Die Behauptungen, Putin wolle nicht verhandeln sind angesichts der zum Scheitern gebrachten Verhandlungen in Istanbul, angesichts des Getreideabkommens, nicht gedeckt. Natürlich weiß niemand, wie sich die Verhandlungsbereitschaft Russlands aktuell darstellt. Aber wer Friedensinitiativen wie die kürzlich erfolgte aus China, unbeachtet vom Tisch wischt wie die deutsche Chefdiplomatin Baerbock, zeigt, dass  eben die eigene Seite an Friedensverhandlungen nicht interessiert ist.

Wir stehen hier, weil wir Krieg verabscheuen.

Wir stehen aber auch hier, weil auch unser Land in realer Gefahr ist.

Im Falle einer Ausweitung des Krieges befindet sich in Deutschland maßgebliche militärische amerikanische und NATO-Infrastruktur, die aktiviert würde, - und zum Ziel gegnerischer Angriffe würde. Das unterscheidet uns von selbständigeren Ländern wie Frankreich und von neutralen Ländern wie Österreich und der Schweiz, die solche Einrichtungen bei sich nicht zugelassen haben.

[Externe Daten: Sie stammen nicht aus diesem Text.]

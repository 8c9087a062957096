//! Request-scoped storage for the current [`UserContext`].
//!
//! # Execution units
//!
//! The holder keeps one slot per *execution unit*: the request that is
//! running right now. There are two kinds:
//!
//! | Where the code runs | Slot | Cleared by |
//! |---|---|---|
//! | inside [`ContextHolder::scope`] | `tokio::task_local!` | the scope ending |
//! | anywhere else | `thread_local!` | [`ContextGuard`] drop or [`ContextHolder::clear`] |
//!
//! The router wraps every handler in [`ContextHolder::scope`], so handlers and
//! everything they call see the task slot. A task slot travels with its
//! future across worker threads and is dropped together with it: on return,
//! on panic, and when the future is cancelled. A previous request's user can
//! never leak into the next one served by the same worker.
//!
//! The thread slot exists for synchronous, thread-per-request callers. Async
//! code must not rely on it: tasks sharing a worker thread share that slot.
//!
//! # Example
//!
//! ```rust
//! use bizshop::{ContextHolder, UserContext};
//!
//! # #[tokio::main(flavor = "current_thread")]
//! # async fn main() {
//! let ctx = UserContext::parse("u-42", "gold", "12.50").unwrap();
//!
//! ContextHolder::scope(async move {
//!     ContextHolder::set(ctx);
//!     deep_in_the_call_stack();
//! })
//! .await;
//!
//! assert!(ContextHolder::get().is_none());
//! # }
//!
//! fn deep_in_the_call_stack() {
//!     let user = ContextHolder::get().expect("set above");
//!     assert_eq!(user.user_id().as_str(), "u-42");
//! }
//! ```

use std::cell::RefCell;
use std::future::Future;
use std::marker::PhantomData;
use std::sync::Arc;

use crate::context::UserContext;

type Slot = RefCell<Option<Arc<UserContext>>>;

tokio::task_local! {
    static TASK_SLOT: Slot;
}

thread_local! {
    static THREAD_SLOT: Slot = const { RefCell::new(None) };
}

/// Runs `f` against the slot of the current execution unit.
fn with_slot<R>(f: impl FnOnce(&Slot) -> R) -> R {
    // `try_with` consumes its closure even when no scope is active, so check
    // first and only then hand `f` to the slot that actually exists.
    if TASK_SLOT.try_with(|_| ()).is_ok() {
        TASK_SLOT.with(f)
    } else {
        THREAD_SLOT.with(f)
    }
}

/// Process-wide access point to the per-request [`UserContext`].
///
/// Zero-sized: every method is an associated function reaching the
/// `static` slots above, so there is nothing to construct or tear down.
#[derive(Clone, Copy, Debug, Default)]
pub struct ContextHolder;

impl ContextHolder {
    /// Associates `context` with the current execution unit, replacing any
    /// previous value.
    pub fn set(context: UserContext) {
        with_slot(|slot| *slot.borrow_mut() = Some(Arc::new(context)));
    }

    /// The context of the current execution unit, if one was set.
    ///
    /// `None` is a normal outcome (requests outside `/shopping/**` never get
    /// one) and callers are expected to branch on it.
    pub fn get() -> Option<Arc<UserContext>> {
        with_slot(|slot| slot.borrow().clone())
    }

    pub fn is_set() -> bool {
        with_slot(|slot| slot.borrow().is_some())
    }

    /// Removes the association for the current execution unit.
    pub fn clear() {
        with_slot(|slot| slot.borrow_mut().take());
    }

    /// Runs `fut` with a fresh, empty task-local slot.
    ///
    /// Whatever is [`set`](Self::set) inside `fut` is dropped when `fut`
    /// finishes, panics, or is cancelled. Nested scopes shadow the outer one
    /// and restore it on exit.
    pub async fn scope<F>(fut: F) -> F::Output
    where
        F: Future,
    {
        TASK_SLOT.scope(RefCell::new(None), fut).await
    }

    /// Sets `context` and returns a guard that clears it when dropped.
    ///
    /// Meant for synchronous, thread-per-request code. The guard is `!Send`:
    /// it clears the unit it was created on, so it cannot be moved elsewhere.
    #[must_use = "the context is cleared as soon as the guard is dropped"]
    pub fn enter(context: UserContext) -> ContextGuard {
        Self::set(context);
        ContextGuard { _unit: PhantomData }
    }
}

/// Clears the current execution unit's context on drop.
///
/// Returned by [`ContextHolder::enter`].
#[derive(Debug)]
pub struct ContextGuard {
    _unit: PhantomData<*const ()>,
}

impl Drop for ContextGuard {
    fn drop(&mut self) {
        ContextHolder::clear();
    }
}
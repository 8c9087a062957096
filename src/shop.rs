//! Shop controller.
//!
//! | Route | Context | Response |
//! |---|---|---|
//! | `GET /business/shop/item-list` | never | fixed item names |
//! | `GET /shopping/me` | required | the caller's [`UserContext`] or `401` |
//!
//! Handlers under `/shopping` never receive the user as a parameter. They,
//! and anything they call, read it from the [`ContextHolder`].

use crate::context::UserContext;
use crate::holder::ContextHolder;
use crate::request::Request;
use crate::response::{IntoResponse, Json, Response};
use crate::router::Router;
use crate::status::Status;

pub const ITEM_LIST_PATH: &str = "/business/shop/item-list";
pub const CURRENT_SHOPPER_PATH: &str = "/shopping/me";

pub const ITEMS: [&str; 3] = ["item1", "item2", "item3"];

/// Registers the shop routes on `router`.
pub fn routes(router: Router) -> Router {
    router
        .get(ITEM_LIST_PATH, item_list)
        .get(CURRENT_SHOPPER_PATH, current_shopper)
}

pub async fn item_list(_req: Request) -> Json<[&'static str; 3]> {
    Json(ITEMS)
}

pub async fn current_shopper(_req: Request) -> Response {
    match shopper() {
        Some(ctx) => Json(ctx).into_response(),
        None => Response::builder()
            .status(Status::Unauthorized)
            .json(br#"{"error":"no user context"}"#.to_vec()),
    }
}

/// Reads the current shopper straight from the holder; nothing is passed in.
fn shopper() -> Option<UserContext> {
    ContextHolder::get().map(|ctx| UserContext::clone(&ctx))
}

#[cfg(test)]
mod tests {
    use super::*;

    #[tokio::test]
    async fn item_list_is_fixed() {
        let res = routes(Router::new())
            .call(http::Request::get(ITEM_LIST_PATH).body(Default::default()).unwrap())
            .await;

        assert_eq!(res.status_code(), Status::Ok);
        assert_eq!(res.header("content-type"), Some("application/json"));
        assert_eq!(res.body(), br#"["item1","item2","item3"]"#);
    }

    #[tokio::test]
    async fn shopper_comes_from_holder() {
        let ctx = UserContext::parse("u-7", "silver", "3.10").unwrap();

        let seen = ContextHolder::scope(async move {
            ContextHolder::set(ctx);
            shopper()
        })
        .await;

        assert_eq!(seen.unwrap().user_id().as_str(), "u-7");
        assert!(shopper().is_none());
    }

    #[tokio::test]
    async fn current_shopper_without_context_is_401() {
        let res = routes(Router::new())
            .call(http::Request::get(CURRENT_SHOPPER_PATH).body(Default::default()).unwrap())
            .await;

        assert_eq!(res.status_code(), Status::Unauthorized);
        assert_eq!(res.body(), br#"{"error":"no user context"}"#);
    }
}
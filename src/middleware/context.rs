//! Populates the [`ContextHolder`] at request entry and clears it at exit.
//!
//! bizshop sits behind a reverse proxy that has already authenticated the
//! caller. The proxy forwards who the caller is as plain headers:
//!
//! | Header | Example | Field |
//! |---|---|---|
//! | `x-user-id` | `u-42` | [`UserContext::user_id`] |
//! | `x-vip-level` | `gold` | [`UserContext::vip_level`] |
//! | `x-wallet-balance` | `12.50` | [`UserContext::wallet_balance`] |
//!
//! Only paths under the shopping prefix (`/shopping/**` by default) are
//! resolved. Everything else runs with an empty holder, even when the headers
//! are present.

use tracing::{debug, warn};

use crate::context::UserContext;
use crate::handler::BoxedHandler;
use crate::holder::ContextHolder;
use crate::request::Request;
use crate::response::Response;

pub const DEFAULT_PATH_PREFIX: &str = "/shopping";
pub const DEFAULT_USER_ID_HEADER: &str = "x-user-id";
pub const DEFAULT_VIP_LEVEL_HEADER: &str = "x-vip-level";
pub const DEFAULT_WALLET_BALANCE_HEADER: &str = "x-wallet-balance";

/// Resolves a [`UserContext`] from proxy headers for matching paths.
///
/// Install with [`Router::with_context`](crate::Router::with_context).
#[derive(Clone, Debug)]
pub struct UserContextLayer {
    path_prefix: String,
    user_id_header: String,
    vip_level_header: String,
    wallet_balance_header: String,
}

impl UserContextLayer {
    pub fn new() -> Self {
        Self {
            path_prefix: DEFAULT_PATH_PREFIX.to_owned(),
            user_id_header: DEFAULT_USER_ID_HEADER.to_owned(),
            vip_level_header: DEFAULT_VIP_LEVEL_HEADER.to_owned(),
            wallet_balance_header: DEFAULT_WALLET_BALANCE_HEADER.to_owned(),
        }
    }

    /// Paths equal to `prefix` or below `prefix/` get a context. Trailing
    /// slashes are ignored, so `/shopping/` and `/shopping` are the same.
    pub fn path_prefix(mut self, prefix: &str) -> Self {
        let trimmed = prefix.trim_end_matches('/');
        self.path_prefix = if trimmed.is_empty() || trimmed.starts_with('/') {
            trimmed.to_owned()
        } else {
            format!("/{trimmed}")
        };
        self
    }

    pub fn user_id_header(mut self, name: &str) -> Self {
        self.user_id_header = name.to_owned();
        self
    }

    pub fn vip_level_header(mut self, name: &str) -> Self {
        self.vip_level_header = name.to_owned();
        self
    }

    pub fn wallet_balance_header(mut self, name: &str) -> Self {
        self.wallet_balance_header = name.to_owned();
        self
    }

    /// Whether `path` falls under the configured prefix.
    pub fn matches(&self, path: &str) -> bool {
        // A prefix of "/" trims down to "", which matches every path.
        match path.strip_prefix(self.path_prefix.as_str()) {
            Some(rest) => rest.is_empty() || rest.starts_with('/') || self.path_prefix.is_empty(),
            None => false,
        }
    }

    /// Builds the request's context, or `None` when the path is out of scope
    /// or the identity headers are missing or invalid.
    pub fn resolve(&self, req: &Request) -> Option<UserContext> {
        if !self.matches(req.path()) {
            return None;
        }

        let user_id = req.header(&self.user_id_header);
        let vip_level = req.header(&self.vip_level_header);
        let balance = req.header(&self.wallet_balance_header);

        let (Some(user_id), Some(vip_level), Some(balance)) = (user_id, vip_level, balance) else {
            debug!(path = req.path(), "identity headers missing, no user context");
            return None;
        };

        match UserContext::parse(user_id, vip_level, balance) {
            Ok(ctx) => Some(ctx),
            Err(e) => {
                warn!(path = req.path(), error = %e, "rejecting identity headers");
                None
            }
        }
    }
}

impl Default for UserContextLayer {
    fn default() -> Self { Self::new() }
}

/// Runs `handler` inside a fresh holder scope, populated from `layer` when
/// one is installed and resolves a context.
///
/// The scope owns the slot: leaving it on return, panic, or cancellation
/// drops the context, so no request ever starts with a predecessor's user.
pub(crate) async fn run(
    layer: Option<&UserContextLayer>,
    handler: BoxedHandler,
    req: Request,
) -> Response {
    let context = layer.and_then(|layer| layer.resolve(&req));

    ContextHolder::scope(async move {
        if let Some(ctx) = context {
            debug!(user_id = %ctx.user_id(), vip_level = %ctx.vip_level(), "user context set");
            ContextHolder::set(ctx);
        }
        handler(req).await
    })
    .await
}

#[cfg(test)]
mod tests {
    use super::*;

    #[test]
    fn prefix_matching() {
        let layer = UserContextLayer::new();

        assert!(layer.matches("/shopping"));
        assert!(layer.matches("/shopping/me"));
        assert!(layer.matches("/shopping/cart/items"));
        assert!(!layer.matches("/shoppingcart"));
        assert!(!layer.matches("/business/shop/item-list"));
    }

    #[test]
    fn prefix_is_normalized() {
        let layer = UserContextLayer::new().path_prefix("store/");

        assert!(layer.matches("/store/checkout"));
        assert!(!layer.matches("/shopping/me"));
    }

    #[test]
    fn root_prefix_matches_everything() {
        let layer = UserContextLayer::new().path_prefix("/");

        assert!(layer.matches("/"));
        assert!(layer.matches("/business/shop/item-list"));
    }
}
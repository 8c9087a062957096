//! Runtime configuration from command-line flags and environment variables.

use clap::Parser;

use crate::middleware::UserContextLayer;
use crate::middleware::context::{
    DEFAULT_PATH_PREFIX, DEFAULT_USER_ID_HEADER, DEFAULT_VIP_LEVEL_HEADER,
    DEFAULT_WALLET_BALANCE_HEADER,
};

/// bizshop - shop service with request-scoped user context
#[derive(Parser, Debug, Clone)]
#[command(name = "bizshop")]
#[command(version, about, long_about = None)]
pub struct Config {
    /// Host address to bind the server to
    #[arg(long, short = 'H', default_value = "0.0.0.0", env = "HOST")]
    pub host: String,

    /// Port to listen on
    #[arg(long, short, default_value_t = 3000, env = "PORT")]
    pub port: u16,

    /// Requests under this path get a user context
    #[arg(long, default_value = DEFAULT_PATH_PREFIX, env = "SHOPPING_PREFIX")]
    pub shopping_prefix: String,

    /// Header carrying the authenticated user id
    #[arg(long, default_value = DEFAULT_USER_ID_HEADER, env = "USER_ID_HEADER")]
    pub user_id_header: String,

    /// Header carrying the user's VIP level
    #[arg(long, default_value = DEFAULT_VIP_LEVEL_HEADER, env = "VIP_LEVEL_HEADER")]
    pub vip_level_header: String,

    /// Header carrying the user's wallet balance
    #[arg(long, default_value = DEFAULT_WALLET_BALANCE_HEADER, env = "WALLET_BALANCE_HEADER")]
    pub wallet_balance_header: String,
}

impl Config {
    /// `host:port`, bracketing IPv6 hosts.
    pub fn addr(&self) -> String {
        if self.host.contains(':') && !self.host.starts_with('[') {
            format!("[{}]:{}", self.host, self.port)
        } else {
            format!("{}:{}", self.host, self.port)
        }
    }

    pub fn context_layer(&self) -> UserContextLayer {
        UserContextLayer::new()
            .path_prefix(&self.shopping_prefix)
            .user_id_header(&self.user_id_header)
            .vip_level_header(&self.vip_level_header)
            .wallet_balance_header(&self.wallet_balance_header)
    }
}
//! Utility modules.
//!
//! - [`fs`] - directory creation and atomic file writes for generated output

pub mod fs;
//! godic CLI entry point
//!
//! Parses command-line arguments, runs the selected command and turns any
//! error into a user-friendly message on stderr.

use anyhow::Result;
use clap::Parser;
use godic_gen::cli;
use godic_gen::core::user_friendly_error;

fn main() -> Result<()> {
    let cli = cli::Cli::parse();

    // Set up colored output for Windows
    #[cfg(windows)]
    colored::control::set_virtual_terminal(true).ok();

    match cli.execute() {
        Ok(()) => Ok(()),
        Err(e) => {
            let error_ctx = user_friendly_error(e);
            error_ctx.display();
            std::process::exit(1);
        }
    }
}
//! Test utilities shared by unit and integration tests.
//!
//! Enabled for `cfg(test)` and for the `test-utils` feature.

use std::sync::Once;
use tracing::Level;
use tracing_subscriber::EnvFilter;

use crate::generator::Generator;

/// Global flag to ensure logging is only initialized once in tests
static INIT_LOGGING: Once = Once::new();

/// Initialize logging for tests.
///
/// Only the first call has an effect. Uses `level` if given, otherwise
/// `RUST_LOG`; with neither, logging stays off.
///
/// ```bash
/// RUST_LOG=debug cargo test
/// ```
pub fn init_test_logging(level: Option<Level>) {
    INIT_LOGGING.call_once(|| {
        let filter = if let Some(level) = level {
            EnvFilter::new(level.to_string())
        } else if std::env::var("RUST_LOG").is_ok() {
            EnvFilter::from_default_env()
        } else {
            return;
        };

        let _ = tracing_subscriber::fmt()
            .with_env_filter(filter)
            .with_test_writer()
            .with_target(true)
            .with_thread_ids(false)
            .try_init();
    });
}

/// The four-dependency graph A -> B -> C -> D used across tests.
///
/// `b` uses `a`, `c` uses `a` and `b`, `d` uses `b` and `c`, all through
/// the `cnt` receiver of a `DIContainer`.
#[must_use]
pub fn abcd_generator() -> Generator {
    let mut generator = Generator::new();
    generator
        .add_imports(["fmt", "os"])
        .set_receiver_name("cnt")
        .set_type_name("DIContainer")
        .add_dependency(
            "a",
            "*A",
            "{\n\tfmt.Fprintln(os.Stdout, \"creating A...\")\n\treturn &A{}\n}",
        )
        .add_dependency(
            "b",
            "*B",
            "{\n\ta := cnt.A()\n\tfmt.Fprintln(os.Stdout, \"creating B...\")\n\treturn &B{a}\n}",
        )
        .add_dependency(
            "c",
            "*C",
            "{\n\ta := cnt.A()\n\tb := cnt.B()\n\tfmt.Fprintln(os.Stdout, \"creating C...\")\n\treturn &C{a, b}\n}",
        )
        .add_dependency(
            "d",
            "*D",
            "{\n\tb := cnt.B()\n\tc := cnt.C()\n\tfmt.Fprintln(os.Stdout, \"creating D...\")\n\treturn &D{b, c}\n}",
        );
    generator
}
//! File system helpers for writing generated files.
//!
//! Generated containers are written with a write-then-rename strategy so that a
//! `go build` running alongside `godic generate` never sees a half-written file.

use anyhow::{Context, Result};
use std::fs;
use std::io::Write;
use std::path::{Path, PathBuf};

/// Ensures a directory exists, creating it and all parent directories if necessary.
///
/// # Errors
///
/// - the directory cannot be created
/// - `path` exists but is not a directory
pub fn ensure_dir(path: &Path) -> Result<()> {
    if !path.exists() {
        fs::create_dir_all(path)
            .with_context(|| format!("Failed to create directory: {}", path.display()))?;
    } else if !path.is_dir() {
        return Err(anyhow::anyhow!("Path exists but is not a directory: {}", path.display()));
    }
    Ok(())
}

/// Safely writes a string to a file using [`atomic_write`].
pub fn safe_write(path: &Path, content: &str) -> Result<()> {
    atomic_write(path, content.as_bytes())
}

/// Atomically writes bytes to a file.
///
/// 1. Writes content to a sibling temporary file (the target file name with
///    `.tmp` appended, so `container.go` uses `container.go.tmp`)
/// 2. Syncs the temporary file to disk
/// 3. Renames the temporary file over the target path
///
/// Parent directories are created if they don't exist. The temporary file is
/// removed if any step fails.
pub fn atomic_write(path: &Path, content: &[u8]) -> Result<()> {
    if let Some(parent) = path.parent().filter(|p| !p.as_os_str().is_empty()) {
        ensure_dir(parent)?;
    }

    let temp_path = temp_path_for(path)?;

    let result = write_and_rename(&temp_path, path, content);
    if result.is_err() {
        let _ = fs::remove_file(&temp_path);
    }
    result?;

    tracing::debug!("Wrote {} bytes to {}", content.len(), path.display());
    Ok(())
}

fn temp_path_for(path: &Path) -> Result<PathBuf> {
    let file_name = path
        .file_name()
        .ok_or_else(|| anyhow::anyhow!("Not a file path: {}", path.display()))?;

    let mut temp_name = file_name.to_os_string();
    temp_name.push(".tmp");
    Ok(path.with_file_name(temp_name))
}

fn write_and_rename(temp_path: &Path, path: &Path, content: &[u8]) -> Result<()> {
    {
        let mut file = fs::File::create(temp_path)
            .with_context(|| format!("Failed to create temp file: {}", temp_path.display()))?;

        file.write_all(content)
            .with_context(|| format!("Failed to write to temp file: {}", temp_path.display()))?;

        file.sync_all().with_context(|| "Failed to sync file to disk")?;
    }

    fs::rename(temp_path, path)
        .with_context(|| format!("Failed to rename temp file to: {}", path.display()))
}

Es ist eine verständliche und in gewisser Weise gesunde Reaktion, wenn man sich in die militärischen Pläne und vorhandenen Strukturen nicht so tief reindenken will. Sie sind zu unsympathisch, die mit ihnen verbundenen Planungen zu gespenstisch. Aber, leider, diese Strukturen  durchziehen dieses Land – Deutschland - in großer Dichte: Atomwaffen in Büchel. Die Airbase Ramstein, ein Koordinationsort militärischer Aktionen und Verbrechen wie weltweiter Drohnenmorde. NATO-Hauptquartiere in Stuttgart und Ulm. Kommandozentralen für demnächst zu installierende Hyperschallraketen in Wiesbaden/Mainz. Das Zentrum Luftoperationen in Kalkar.  Und bei uns um die Ecke, in Dülmen,  eines der 4 amerikanischen militärischen Vorratslager in Europa, - deren beiden größte, - wo wohl ? -  beim treuen Verbündeten Deutschland untergebracht sind, das eine, wie gesagt, hier bei uns in die Ecke.

Deutschland kann im Kriegsfall nur um den Preis einer völligen Zerstörung verteidigt werden. Aber wir leben hier. Wir leben noch. Wir wollen leben. Unsere Kinder und Enkelkinder sollen leben. Ukrainerinnen und Ukrainer wollen und sollen  leben, Russinnen und Russen wollen und sollen leben.

 Für ein anderes Europa. Für eine andere Welt. Beides ist möglich. Erzwingen wir Schritte dahin. Jetzt.

 

Cornelia Wimmer ist aktiv beim Dortmunder Friedensforum.